▶ _What is required_
Wherever "RawTable" shows up in the records below, copy the whole line.
▼▼▼
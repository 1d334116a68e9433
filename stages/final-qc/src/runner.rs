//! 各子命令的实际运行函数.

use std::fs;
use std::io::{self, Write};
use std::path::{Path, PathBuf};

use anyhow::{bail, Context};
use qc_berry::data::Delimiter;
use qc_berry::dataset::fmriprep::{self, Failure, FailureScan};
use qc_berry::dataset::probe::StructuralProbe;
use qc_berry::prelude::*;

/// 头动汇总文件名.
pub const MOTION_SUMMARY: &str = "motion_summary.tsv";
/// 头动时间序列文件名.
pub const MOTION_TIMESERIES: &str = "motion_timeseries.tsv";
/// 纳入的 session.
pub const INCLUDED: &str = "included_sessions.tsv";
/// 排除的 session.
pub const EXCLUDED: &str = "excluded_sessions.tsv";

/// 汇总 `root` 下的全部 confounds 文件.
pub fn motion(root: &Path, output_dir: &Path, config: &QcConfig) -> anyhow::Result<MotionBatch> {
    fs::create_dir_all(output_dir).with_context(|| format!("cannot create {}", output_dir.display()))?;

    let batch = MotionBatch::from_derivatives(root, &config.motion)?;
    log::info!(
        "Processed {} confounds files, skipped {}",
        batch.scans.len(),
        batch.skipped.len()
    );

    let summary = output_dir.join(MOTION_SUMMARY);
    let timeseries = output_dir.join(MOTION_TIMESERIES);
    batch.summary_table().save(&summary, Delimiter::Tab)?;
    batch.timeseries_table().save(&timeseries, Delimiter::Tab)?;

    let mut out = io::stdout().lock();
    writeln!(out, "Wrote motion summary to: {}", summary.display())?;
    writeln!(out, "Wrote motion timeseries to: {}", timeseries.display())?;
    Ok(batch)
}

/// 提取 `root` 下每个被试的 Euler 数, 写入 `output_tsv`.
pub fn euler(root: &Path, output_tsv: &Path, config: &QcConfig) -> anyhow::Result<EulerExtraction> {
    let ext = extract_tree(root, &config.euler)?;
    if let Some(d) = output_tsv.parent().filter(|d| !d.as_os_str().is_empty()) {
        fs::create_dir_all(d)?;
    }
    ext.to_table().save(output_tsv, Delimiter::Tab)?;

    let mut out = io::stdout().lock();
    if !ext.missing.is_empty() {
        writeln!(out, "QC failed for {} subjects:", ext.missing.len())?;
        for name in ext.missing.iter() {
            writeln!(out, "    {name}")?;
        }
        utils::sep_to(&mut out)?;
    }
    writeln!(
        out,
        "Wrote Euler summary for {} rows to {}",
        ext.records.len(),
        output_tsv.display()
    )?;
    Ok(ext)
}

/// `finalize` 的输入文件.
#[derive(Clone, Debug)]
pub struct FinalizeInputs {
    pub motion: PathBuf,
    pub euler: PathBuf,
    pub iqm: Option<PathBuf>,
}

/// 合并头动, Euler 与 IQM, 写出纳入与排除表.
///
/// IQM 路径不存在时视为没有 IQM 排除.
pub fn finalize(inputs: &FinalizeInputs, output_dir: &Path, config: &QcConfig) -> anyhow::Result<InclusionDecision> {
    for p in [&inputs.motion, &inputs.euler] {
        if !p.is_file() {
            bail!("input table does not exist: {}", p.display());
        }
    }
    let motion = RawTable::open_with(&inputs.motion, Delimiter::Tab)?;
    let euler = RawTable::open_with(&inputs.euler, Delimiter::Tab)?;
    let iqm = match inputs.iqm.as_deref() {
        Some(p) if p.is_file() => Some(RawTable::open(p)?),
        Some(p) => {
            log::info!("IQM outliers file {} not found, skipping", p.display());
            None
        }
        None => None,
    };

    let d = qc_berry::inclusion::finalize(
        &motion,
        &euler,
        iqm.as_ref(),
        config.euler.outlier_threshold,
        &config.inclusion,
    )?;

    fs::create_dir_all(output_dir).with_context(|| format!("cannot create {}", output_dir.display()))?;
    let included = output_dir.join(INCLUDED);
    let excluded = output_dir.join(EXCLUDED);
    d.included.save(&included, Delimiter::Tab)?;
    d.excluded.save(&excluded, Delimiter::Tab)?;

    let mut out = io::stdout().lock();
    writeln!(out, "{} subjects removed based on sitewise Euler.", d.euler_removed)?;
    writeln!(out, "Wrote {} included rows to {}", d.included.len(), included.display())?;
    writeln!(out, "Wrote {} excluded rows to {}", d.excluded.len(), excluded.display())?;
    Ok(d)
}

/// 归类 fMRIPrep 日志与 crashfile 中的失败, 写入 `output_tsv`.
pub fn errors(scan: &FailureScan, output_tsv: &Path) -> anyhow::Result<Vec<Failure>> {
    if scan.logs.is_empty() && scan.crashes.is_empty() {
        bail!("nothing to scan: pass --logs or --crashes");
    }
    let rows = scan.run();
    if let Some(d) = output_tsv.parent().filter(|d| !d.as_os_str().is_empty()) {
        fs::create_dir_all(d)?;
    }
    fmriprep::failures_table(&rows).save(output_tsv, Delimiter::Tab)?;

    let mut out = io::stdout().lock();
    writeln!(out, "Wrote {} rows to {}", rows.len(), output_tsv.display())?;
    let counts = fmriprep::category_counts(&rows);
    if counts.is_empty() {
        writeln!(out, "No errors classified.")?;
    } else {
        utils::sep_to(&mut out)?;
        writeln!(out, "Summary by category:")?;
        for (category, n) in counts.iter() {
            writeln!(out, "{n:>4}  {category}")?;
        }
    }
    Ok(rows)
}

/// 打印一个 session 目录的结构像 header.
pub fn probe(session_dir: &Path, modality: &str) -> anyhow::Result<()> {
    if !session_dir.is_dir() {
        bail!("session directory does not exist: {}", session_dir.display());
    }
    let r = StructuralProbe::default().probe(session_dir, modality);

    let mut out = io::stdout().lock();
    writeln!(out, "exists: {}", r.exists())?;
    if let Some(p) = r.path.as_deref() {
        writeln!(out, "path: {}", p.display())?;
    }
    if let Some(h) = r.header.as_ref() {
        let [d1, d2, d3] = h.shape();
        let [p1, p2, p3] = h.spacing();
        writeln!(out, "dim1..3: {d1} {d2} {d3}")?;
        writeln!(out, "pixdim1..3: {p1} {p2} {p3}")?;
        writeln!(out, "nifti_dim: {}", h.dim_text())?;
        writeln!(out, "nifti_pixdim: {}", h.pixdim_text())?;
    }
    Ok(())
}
▲▲▲
▶ _Solved exercise_
    let motion = RawTable::open_with(&inputs.motion, Delimiter::Tab)?;
    let euler = RawTable::open_with(&inputs.euler, Delimiter::Tab)?;
        Some(p) if p.is_file() => Some(RawTable::open(p)?),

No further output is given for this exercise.